Jeanne d’Arc était un soldat français du XVe siècle qui prétendait avoir des visions religieuses qui lui disaient de se battre dans la guerre de Cent Ans entre la France et l’Angleterre. Alors qu’elle défendait la ville de Compiègne, elle fut capturée et jugée par les Anglais. Un tribunal l’a déclarée coupable d’hérésie et elle a été condamnée à mort par brûlure. Elle a été acquittée à titre posthume en 1456 et est devenue une icône historique renommée pour son dévouement à la France. Elle a été représentée dans de nombreux premiers films, y compris les œuvres de réalisateurs tels que Georges Méliès et Cecil B. DeMille. Dreyer a passé plus d’un an à faire des recherches sur son histoire afin de lui rendre justice, car elle était toujours une figure très vénérée qui avait récemment été consacrée par l’Église catholique.
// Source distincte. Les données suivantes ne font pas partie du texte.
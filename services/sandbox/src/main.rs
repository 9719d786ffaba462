//! data-service sandbox
//!
//! Small command for exercising a pool against a live upstream:
//! 1. Loads pool defaults from TOML (`--config`, `DATA_SERVICE_CONFIG`, or `data-service.toml`)
//! 2. Issues `GET <route>` (default `/`)
//! 3. Logs every lifecycle event (next, error, cancel, complete)
//! 4. On Ctrl+C, aborts everything in flight and waits for settlement

use anyhow::{Context, Result};
use data_service::{Payload, Pool, PoolConfig, Status};
use metrics_exporter_prometheus::PrometheusBuilder;
use tokio::sync::oneshot;
use tracing::{error, info, warn};
use tracing_subscriber::EnvFilter;
use tracing_subscriber::{layer::SubscriberExt, util::SubscriberInitExt};

/// Command-line arguments
#[derive(Debug, PartialEq)]
struct Args {
    config: Option<String>,
    route: String,
}

/// `--config <path>` anywhere, first other argument is the route.
fn parse_args(args: &[String]) -> Args {
    let mut config = None;
    let mut route = None;
    let mut iter = args.iter().skip(1);
    while let Some(arg) = iter.next() {
        if arg == "--config" {
            config = iter.next().cloned();
        } else if route.is_none() {
            route = Some(arg.clone());
        }
    }
    Args {
        config,
        route: route.unwrap_or_else(|| "/".to_string()),
    }
}

/// Load config from the resolved path. A missing default file falls back to built-in defaults.
fn load_config(cli_path: Option<&str>) -> Result<PoolConfig> {
    let path = PoolConfig::resolve_path(cli_path);
    if cli_path.is_none() && !path.exists() {
        info!(path = %path.display(), "no config file, using defaults");
        return Ok(PoolConfig::default());
    }
    info!(path = %path.display(), "loading configuration");
    PoolConfig::load(&path)
        .with_context(|| format!("failed to load config from {}", path.display()))
}

fn describe(payload: &Payload) -> String {
    match payload {
        Payload::Empty => "empty".to_string(),
        Payload::Json(value) => value.to_string(),
        Payload::Text(text) => text.clone(),
        Payload::Binary(bytes) => format!("{} bytes", bytes.len()),
    }
}

/// Issue one GET and wait for it to settle, aborting on Ctrl+C.
async fn run(pool: &Pool, route: &str) -> Status {
    let (done_tx, done_rx) = oneshot::channel();
    let op = pool.get(route, None);
    op.on_next(|resp| {
        info!(
            status = resp.status,
            data = %describe(&resp.data),
            "next"
        )
    })
    .on_error(|e| error!(error = %e, "error"))
    .on_cancel(|| warn!("cancelled"))
    .on_complete(move |cancelled| {
        info!(cancelled, "complete");
        let _ = done_tx.send(());
    });

    tokio::pin!(done_rx);
    tokio::select! {
        _ = &mut done_rx => {}
        _ = tokio::signal::ctrl_c() => {
            info!("received SIGINT, aborting in-flight operations");
            pool.abort_all();
            let _ = done_rx.await;
        }
    }
    op.status()
}

#[tokio::main]
async fn main() -> Result<()> {
    tracing_subscriber::registry()
        .with(
            EnvFilter::try_from_env("LOG_LEVEL")
                .or_else(|_| EnvFilter::try_from_default_env())
                .unwrap_or_else(|_| EnvFilter::new("info")),
        )
        .with(tracing_subscriber::fmt::layer().json())
        .init();

    let prometheus = PrometheusBuilder::new()
        .install_recorder()
        .context("failed to install Prometheus recorder")?;

    let args: Vec<String> = std::env::args().collect();
    let args = parse_args(&args);
    let config = load_config(args.config.as_deref())?;

    info!(
        base_url = %config.base_url,
        timeout_ms = config.timeout_ms,
        headers = config.headers.len(),
        route = %args.route,
        "configuration loaded"
    );

    let pool = Pool::from_config(&config);
    let status = run(&pool, &args.route).await;
    info!(outcome = status.label(), in_flight = pool.in_flight(), "sandbox finished");

    println!("{}", prometheus.render());
    Ok(())
}

#[cfg(test)]
mod tests {
    use super::*;
    use axum::Router;
    use axum::http::header;
    use axum::routing::get;
    use data_service::Defaults;
    use std::time::Duration;
    use tokio::net::TcpListener;

    fn args(list: &[&str]) -> Vec<String> {
        list.iter().map(|s| s.to_string()).collect()
    }

    #[test]
    fn parse_args_defaults_route() {
        assert_eq!(
            parse_args(&args(&["sandbox"])),
            Args {
                config: None,
                route: "/".into()
            }
        );
    }

    #[test]
    fn parse_args_reads_config_and_route_in_any_order() {
        let expected = Args {
            config: Some("/etc/ds.toml".into()),
            route: "/items".into(),
        };
        assert_eq!(
            parse_args(&args(&["sandbox", "--config", "/etc/ds.toml", "/items"])),
            expected
        );
        assert_eq!(
            parse_args(&args(&["sandbox", "/items", "--config", "/etc/ds.toml"])),
            expected
        );
    }

    #[test]
    fn explicit_missing_config_is_an_error() {
        let err = load_config(Some("/nonexistent/ds.toml")).unwrap_err();
        assert!(err.to_string().contains("failed to load config"), "got: {err}");
    }

    #[test]
    fn describe_summarizes_payloads() {
        assert_eq!(describe(&Payload::Empty), "empty");
        assert_eq!(describe(&Payload::Text("hi".into())), "hi");
        assert_eq!(
            describe(&Payload::Json(serde_json::json!({"a": 1}))),
            r#"{"a":1}"#
        );
        assert_eq!(
            describe(&Payload::Binary(vec![1u8, 2, 3].into())),
            "3 bytes"
        );
    }

    #[tokio::test]
    async fn run_settles_against_live_upstream() {
        let listener = TcpListener::bind("127.0.0.1:0").await.unwrap();
        let addr = listener.local_addr().unwrap();
        let server = tokio::spawn(async move {
            let app = Router::new().route(
                "/items",
                get(|| async { ([(header::CONTENT_TYPE, "application/json")], r#"{"a":1}"#) }),
            );
            axum::serve(listener, app).await.unwrap();
        });

        let pool = Pool::with_client(
            reqwest::Client::new(),
            Defaults {
                base_url: format!("http://{addr}"),
                timeout: Duration::from_secs(5),
                ..Defaults::default()
            },
        );
        let status = run(&pool, "/items").await;
        assert_eq!(status, Status::Succeeded);
        assert_eq!(pool.in_flight(), 0);
        server.abort();
    }
}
La passion de Jeanne d’Arc a été achevé en 1928 et salué par des points de vente tels que Le New York Times, qui a salué la performance transcendantale de la comédienne Renée Jeanne Falconetti dans le rôle titre (considérée aujourd’hui comme l’une des plus grandes performances cinématographiques de tous les temps). Le film n’était cependant pas sans détracteurs. À sa sortie, le film a été entièrement interdit en Grande-Bretagne en raison de sa représentation négative des soldats anglais, et en France, la coupe théâtrale a été fortement modifiée pour apaiser à la fois le gouvernement et l’Église. Le négatif original était quelque chose de détruit ironiquement dans un incendie à peine six semaines après la première, et Dreyer a minutieusement préparé une deuxième version du film en utilisant des images restantes. Cette coupure a également été perdue dans un incendie de laboratoire moins d’un an plus tard. Dreyer poursuivra la Société Générale des Films pour rupture de contrat, affaire qu’il remporte en 1931. Mais le studio s’est déjà effondré, avec l’échec financier des deux La passion de Jeanne d’Arc et Napoléon en les vidant de leurs fonds. Dreyer ne ferait pas un autre film à succès critique jusqu’en 1955 lorsque son chef-d’œuvre Ordet a remporté le Lion d’or à la Mostra de Venise.

Avec les seules versions restantes de La passion de Jeanne d’Arc étant des rééditions non autorisées à partir de copies du deuxième négatif, Dreyer a cru jusqu’à sa mort que sa coupe prévue ne verrait jamais le jour. Mais en 1981, un travailleur qui nettoyait le placard du concierge de l’hôpital Dikemark, un établissement psychiatrique d’Oslo, en Norvège, est tombé sur plusieurs cartouches de film et les a envoyées à l’Institut norvégien du film pour être examinées. L’Institut a découvert qu’ils contenaient la version originale du film de Dreyer, qu’il avait envoyée à Harald Arnesen, alors directeur de l’hôpital Dikemark. Le mystère de la raison pour laquelle il l’a envoyé à Arnesen reste non résolu, bien que les historiens soupçonnent que les deux étaient des amis communs.

L’impression fragile était d’une manière ou d’une autre restée indemne malgré le fait qu’elle soit restée si longtemps dans un placard, ce qui signifie que sa restauration a pu se dérouler sans incident. Et comme le film avait disparu depuis plus de 50 ans, sa réédition a suscité un vif intérêt de la part de la communauté cinématographique. Des critiques tels que Roger Ebert, Jonathan Rosenbaum et Pauline Kael lui ont donné des critiques élogieuses, et la star Renée Jeanne Falconetti est devenue une icône de l’ère du cinéma muet bien que ce soit son seul rôle notable. La passion de Jeanne d’Arc est désormais largement disponible sur vidéo domestique, et l’histoire de sa récupération rappelle fermement que les médias perdus se retrouvent souvent au dernier endroit auquel on pourrait s’attendre.